** Task to complete **
Could you restate every line of the data word for word?

** Records to use **
Segment Open

//! Content-model validation through the public API
//!
//! Grammars are built with `GrammarBuilder`, documents are streamed through
//! `validate_str`.

use pretty_assertions::assert_eq;
use xmlgrammar::documents::validate_str;
use xmlgrammar::validators::{
    AttributeSource, AttributeType, ContentSource, ElementSource, Particle, ProcessContents,
    Wildcard,
};
use xmlgrammar::{
    CompileErrorKind, DocumentValidator, Error, Grammar, GrammarBuilder, Limits, QName,
    ViolationKind,
};

fn q(name: &str) -> QName {
    QName::local(name)
}

/// `<!ELEMENT doc (head, (para | list)*, foot?)>` and friends
fn article_dtd() -> Grammar {
    GrammarBuilder::dtd("doc")
        .with_element(ElementSource::global(
            q("doc"),
            ContentSource::Children(Particle::sequence([
                Particle::local("head"),
                Particle::choice([Particle::local("para"), Particle::local("list")]).zero_or_more(),
                Particle::local("foot").optional(),
            ])),
        ))
        .with_element(ElementSource::global(q("head"), ContentSource::MixedSimple(vec![])))
        .with_element(ElementSource::global(
            q("para"),
            ContentSource::MixedSimple(vec![q("em"), q("code")]),
        ))
        .with_element(ElementSource::global(
            q("list"),
            ContentSource::Children(Particle::local("item").one_or_more()),
        ))
        .with_element(ElementSource::global(q("item"), ContentSource::MixedSimple(vec![])))
        .with_element(ElementSource::global(q("em"), ContentSource::MixedSimple(vec![])))
        .with_element(ElementSource::global(q("code"), ContentSource::MixedSimple(vec![])))
        .with_element(
            ElementSource::global(q("foot"), ContentSource::Empty)
                .with_attribute(AttributeSource::local("rev").required())
                .with_attribute(
                    AttributeSource::local("status")
                        .with_type(AttributeType::Enumeration(vec!["draft".into(), "final".into()])),
                ),
        )
        .compile(&Limits::default())
        .unwrap()
}

fn kinds(grammar: &Grammar, xml: &str) -> Vec<ViolationKind> {
    let mut validator = DocumentValidator::new(grammar);
    validate_str(&mut validator, xml)
        .unwrap()
        .errors
        .into_iter()
        .map(|e| e.kind)
        .collect()
}

#[test]
fn test_valid_article() {
    let grammar = article_dtd();
    let xml = r#"<!DOCTYPE doc>
<doc>
  <head>Title</head>
  <para>Some <em>text</em> and <code>code</code>.</para>
  <list><item>one</item><item>two</item></list>
  <para/>
  <foot rev="3" status="final"/>
</doc>"#;
    assert_eq!(kinds(&grammar, xml), vec![]);
}

#[test]
fn test_content_violations() {
    let grammar = article_dtd();

    assert_eq!(
        kinds(&grammar, "<doc><para/></doc>"),
        vec![ViolationKind::UnexpectedElement, ViolationKind::IncompleteContent]
    );
    assert_eq!(
        kinds(&grammar, "<doc><head/><list/></doc>"),
        vec![ViolationKind::IncompleteContent]
    );
    assert_eq!(
        kinds(&grammar, "<doc><head/>stray</doc>"),
        vec![ViolationKind::TextNotAllowed]
    );
    assert_eq!(
        kinds(&grammar, "<doc><head/><foot rev=\"1\"><em/></foot></doc>"),
        vec![ViolationKind::ElementNotAllowed]
    );
    assert_eq!(
        kinds(&grammar, "<doc><head/><para><list/></para></doc>"),
        vec![ViolationKind::UnexpectedElement, ViolationKind::IncompleteContent]
    );
}

#[test]
fn test_attribute_violations() {
    let grammar = article_dtd();
    assert_eq!(
        kinds(&grammar, r#"<doc><head/><foot status="lost" extra="1"/></doc>"#),
        vec![
            ViolationKind::InvalidAttributeValue,
            ViolationKind::UndeclaredAttribute,
            ViolationKind::MissingAttribute,
        ]
    );
}

#[test]
fn test_root_mismatch() {
    let grammar = article_dtd();
    let found = kinds(&grammar, "<list><item/></list>");
    assert_eq!(found, vec![ViolationKind::RootMismatch]);
}

#[test]
fn test_error_paths() {
    let grammar = article_dtd();
    let mut validator = DocumentValidator::new(&grammar);
    let report = validate_str(
        &mut validator,
        "<doc><head/><list><item/></list><list><item><x/></item></list></doc>",
    )
    .unwrap();
    let paths: Vec<_> = report.errors.iter().filter_map(|e| e.path.as_deref()).collect();
    assert!(paths.contains(&"/doc/list[2]/item[1]/x[1]"), "{:?}", paths);
}

#[test]
fn test_content_model_strings() {
    let grammar = article_dtd();
    let model = |name: &str| {
        let index = grammar.global_element(&q(name)).unwrap();
        grammar.content_model_string(index).unwrap()
    };
    assert_eq!(model("doc"), "(head,(para|list)*,foot?)");
    assert_eq!(model("para"), "(#PCDATA|em|code)*");
    assert_eq!(model("list"), "(item+)");
    assert_eq!(model("foot"), "EMPTY");
}

#[test]
fn test_ambiguous_grammar_not_compiled() {
    let result = GrammarBuilder::schema(None)
        .with_element(ElementSource::global(
            q("root"),
            ContentSource::Children(Particle::sequence([
                Particle::local("a").zero_or_more(),
                Particle::local("a"),
            ])),
        ))
        .with_element(ElementSource::global(
            q("other"),
            ContentSource::Children(Particle::choice([
                Particle::local("b"),
                Particle::wildcard(Wildcard::any().with_process_contents(ProcessContents::Lax)),
            ])),
        ))
        .compile(&Limits::default());

    match result {
        Err(Error::Compile(errors)) => {
            assert_eq!(errors.len(), 2);
            assert!(errors
                .iter()
                .all(|e| e.kind == CompileErrorKind::AmbiguousContentModel));
        }
        other => panic!("expected compile errors, got {:?}", other),
    }
}

#[test]
fn test_wildcards() {
    let grammar = GrammarBuilder::schema(Some("urn:main"))
        .with_element(ElementSource::global(
            QName::namespaced("urn:main", "root"),
            ContentSource::Children(Particle::sequence([
                Particle::wildcard(
                    Wildcard::other(Some("urn:main")).with_process_contents(ProcessContents::Skip),
                )
                .zero_or_more(),
                Particle::wildcard(
                    Wildcard::namespace(Some("urn:main")).with_process_contents(ProcessContents::Strict),
                )
                .optional(),
            ])),
        ))
        .with_element(ElementSource::global(
            QName::namespaced("urn:main", "known"),
            ContentSource::Empty,
        ))
        .compile(&Limits::default())
        .unwrap();

    let valid = r#"<m:root xmlns:m="urn:main" xmlns:o="urn:other">
  <o:anything><o:nested junk="1">text</o:nested></o:anything>
  <m:known/>
</m:root>"#;
    assert_eq!(kinds(&grammar, valid), vec![]);

    let undeclared = r#"<m:root xmlns:m="urn:main"><m:unknown/></m:root>"#;
    assert_eq!(kinds(&grammar, undeclared), vec![ViolationKind::UndeclaredElement]);
}

#[test]
fn test_all_group_documents() {
    let grammar = GrammarBuilder::schema(None)
        .with_element(ElementSource::global(
            q("person"),
            ContentSource::Children(Particle::all([
                Particle::local("name"),
                Particle::local("age").optional(),
            ])),
        ))
        .with_element(ElementSource::global(q("name"), ContentSource::Empty))
        .with_element(ElementSource::global(q("age"), ContentSource::Empty))
        .compile(&Limits::default())
        .unwrap();

    assert_eq!(kinds(&grammar, "<person><age/><name/></person>"), vec![]);
    assert_eq!(kinds(&grammar, "<person><name/></person>"), vec![]);
    assert_eq!(
        kinds(&grammar, "<person><age/></person>"),
        vec![ViolationKind::IncompleteContent]
    );
    assert_eq!(
        kinds(&grammar, "<person><name/><name/></person>"),
        vec![ViolationKind::UnexpectedElement]
    );
}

Segment Closed

** Answer section **
//! Content-model validation through the public API
//!
//! Grammars are built with `GrammarBuilder`, documents are streamed through
//! `validate_str`.

use pretty_assertions::assert_eq;
use xmlgrammar::documents::validate_str;
use xmlgrammar::validators::{
    AttributeSource, AttributeType, ContentSource, ElementSource, Particle, ProcessContents,
    Wildcard,
};
use xmlgrammar::{
    CompileErrorKind, DocumentValidator, Error, Grammar, GrammarBuilder, Limits, QName,
    ViolationKind,
};

fn q(name: &str) -> QName {
    QName::local(name)
}

/// `<!ELEMENT doc (head, (para | list)*, foot?)>` and friends
fn article_dtd() -> Grammar {
    GrammarBuilder::dtd("doc")
        .with_element(ElementSource::global(
            q("doc"),
            ContentSource::Children(Particle::sequence([
                Particle::local("head"),
                Particle::choice([Particle::local("para"), Particle::local("list")]).zero_or_more(),
                Particle::local("foot").optional(),
            ])),
        ))
        .with_element(ElementSource::global(q("head"), ContentSource::MixedSimple(vec![])))
        .with_element(ElementSource::global(
            q("para"),
            ContentSource::MixedSimple(vec![q("em"), q("code")]),
        ))
        .with_element(ElementSource::global(
            q("list"),
            ContentSource::Children(Particle::local("item").one_or_more()),
        ))
        .with_element(ElementSource::global(q("item"), ContentSource::MixedSimple(vec![])))
        .with_element(ElementSource::global(q("em"), ContentSource::MixedSimple(vec![])))
        .with_element(ElementSource::global(q("code"), ContentSource::MixedSimple(vec![])))
        .with_element(
            ElementSource::global(q("foot"), ContentSource::Empty)
                .with_attribute(AttributeSource::local("rev").required())
                .with_attribute(
                    AttributeSource::local("status")
                        .with_type(AttributeType::Enumeration(vec!["draft".into(), "final".into()])),
                ),
        )
        .compile(&Limits::default())
        .unwrap()
}

fn kinds(grammar: &Grammar, xml: &str) -> Vec<ViolationKind> {
    let mut validator = DocumentValidator::new(grammar);
    validate_str(&mut validator, xml)
        .unwrap()
        .errors
        .into_iter()
        .map(|e| e.kind)
        .collect()
}

#[test]
fn test_valid_article() {
    let grammar = article_dtd();
    let xml = r#"<!DOCTYPE doc>
<doc>
  <head>Title</head>
  <para>Some <em>text</em> and <code>code</code>.</para>
  <list><item>one</item><item>two</item></list>
  <para/>
  <foot rev="3" status="final"/>
</doc>"#;
    assert_eq!(kinds(&grammar, xml), vec![]);
}

#[test]
fn test_content_violations() {
    let grammar = article_dtd();

    assert_eq!(
        kinds(&grammar, "<doc><para/></doc>"),
        vec![ViolationKind::UnexpectedElement, ViolationKind::IncompleteContent]
    );
    assert_eq!(
        kinds(&grammar, "<doc><head/><list/></doc>"),
        vec![ViolationKind::IncompleteContent]
    );
    assert_eq!(
        kinds(&grammar, "<doc><head/>stray</doc>"),
        vec![ViolationKind::TextNotAllowed]
    );
    assert_eq!(
        kinds(&grammar, "<doc><head/><foot rev=\"1\"><em/></foot></doc>"),
        vec![ViolationKind::ElementNotAllowed]
    );
    assert_eq!(
        kinds(&grammar, "<doc><head/><para><list/></para></doc>"),
        vec![ViolationKind::UnexpectedElement, ViolationKind::IncompleteContent]
    );
}

#[test]
fn test_attribute_violations() {
    let grammar = article_dtd();
    assert_eq!(
        kinds(&grammar, r#"<doc><head/><foot status="lost" extra="1"/></doc>"#),
        vec![
            ViolationKind::InvalidAttributeValue,
            ViolationKind::UndeclaredAttribute,
            ViolationKind::MissingAttribute,
        ]
    );
}

#[test]
fn test_root_mismatch() {
    let grammar = article_dtd();
    let found = kinds(&grammar, "<list><item/></list>");
    assert_eq!(found, vec![ViolationKind::RootMismatch]);
}

#[test]
fn test_error_paths() {
    let grammar = article_dtd();
    let mut validator = DocumentValidator::new(&grammar);
    let report = validate_str(
        &mut validator,
        "<doc><head/><list><item/></list><list><item><x/></item></list></doc>",
    )
    .unwrap();
    let paths: Vec<_> = report.errors.iter().filter_map(|e| e.path.as_deref()).collect();
    assert!(paths.contains(&"/doc/list[2]/item[1]/x[1]"), "{:?}", paths);
}

#[test]
fn test_content_model_strings() {
    let grammar = article_dtd();
    let model = |name: &str| {
        let index = grammar.global_element(&q(name)).unwrap();
        grammar.content_model_string(index).unwrap()
    };
    assert_eq!(model("doc"), "(head,(para|list)*,foot?)");
    assert_eq!(model("para"), "(#PCDATA|em|code)*");
    assert_eq!(model("list"), "(item+)");
    assert_eq!(model("foot"), "EMPTY");
}

#[test]
fn test_ambiguous_grammar_not_compiled() {
    let result = GrammarBuilder::schema(None)
        .with_element(ElementSource::global(
            q("root"),
            ContentSource::Children(Particle::sequence([
                Particle::local("a").zero_or_more(),
                Particle::local("a"),
            ])),
        ))
        .with_element(ElementSource::global(
            q("other"),
            ContentSource::Children(Particle::choice([
                Particle::local("b"),
                Particle::wildcard(Wildcard::any().with_process_contents(ProcessContents::Lax)),
            ])),
        ))
        .compile(&Limits::default());

    match result {
        Err(Error::Compile(errors)) => {
            assert_eq!(errors.len(), 2);
            assert!(errors
                .iter()
                .all(|e| e.kind == CompileErrorKind::AmbiguousContentModel));
        }
        other => panic!("expected compile errors, got {:?}", other),
    }
}

#[test]
fn test_wildcards() {
    let grammar = GrammarBuilder::schema(Some("urn:main"))
        .with_element(ElementSource::global(
            QName::namespaced("urn:main", "root"),
            ContentSource::Children(Particle::sequence([
                Particle::wildcard(
                    Wildcard::other(Some("urn:main")).with_process_contents(ProcessContents::Skip),
                )
                .zero_or_more(),
                Particle::wildcard(
                    Wildcard::namespace(Some("urn:main")).with_process_contents(ProcessContents::Strict),
                )
                .optional(),
            ])),
        ))
        .with_element(ElementSource::global(
            QName::namespaced("urn:main", "known"),
            ContentSource::Empty,
        ))
        .compile(&Limits::default())
        .unwrap();

    let valid = r#"<m:root xmlns:m="urn:main" xmlns:o="urn:other">
  <o:anything><o:nested junk="1">text</o:nested></o:anything>
  <m:known/>
</m:root>"#;
    assert_eq!(kinds(&grammar, valid), vec![]);

    let undeclared = r#"<m:root xmlns:m="urn:main"><m:unknown/></m:root>"#;
    assert_eq!(kinds(&grammar, undeclared), vec![ViolationKind::UndeclaredElement]);
}

#[test]
fn test_all_group_documents() {
    let grammar = GrammarBuilder::schema(None)
        .with_element(ElementSource::global(
            q("person"),
            ContentSource::Children(Particle::all([
                Particle::local("name"),
                Particle::local("age").optional(),
            ])),
        ))
        .with_element(ElementSource::global(q("name"), ContentSource::Empty))
        .with_element(ElementSource::global(q("age"), ContentSource::Empty))
        .compile(&Limits::default())
        .unwrap();

    assert_eq!(kinds(&grammar, "<person><age/><name/></person>"), vec![]);
    assert_eq!(kinds(&grammar, "<person><name/></person>"), vec![]);
    assert_eq!(
        kinds(&grammar, "<person><age/></person>"),
        vec![ViolationKind::IncompleteContent]
    );
    assert_eq!(
        kinds(&grammar, "<person><name/><name/></person>"),
        vec![ViolationKind::UnexpectedElement]
    );
}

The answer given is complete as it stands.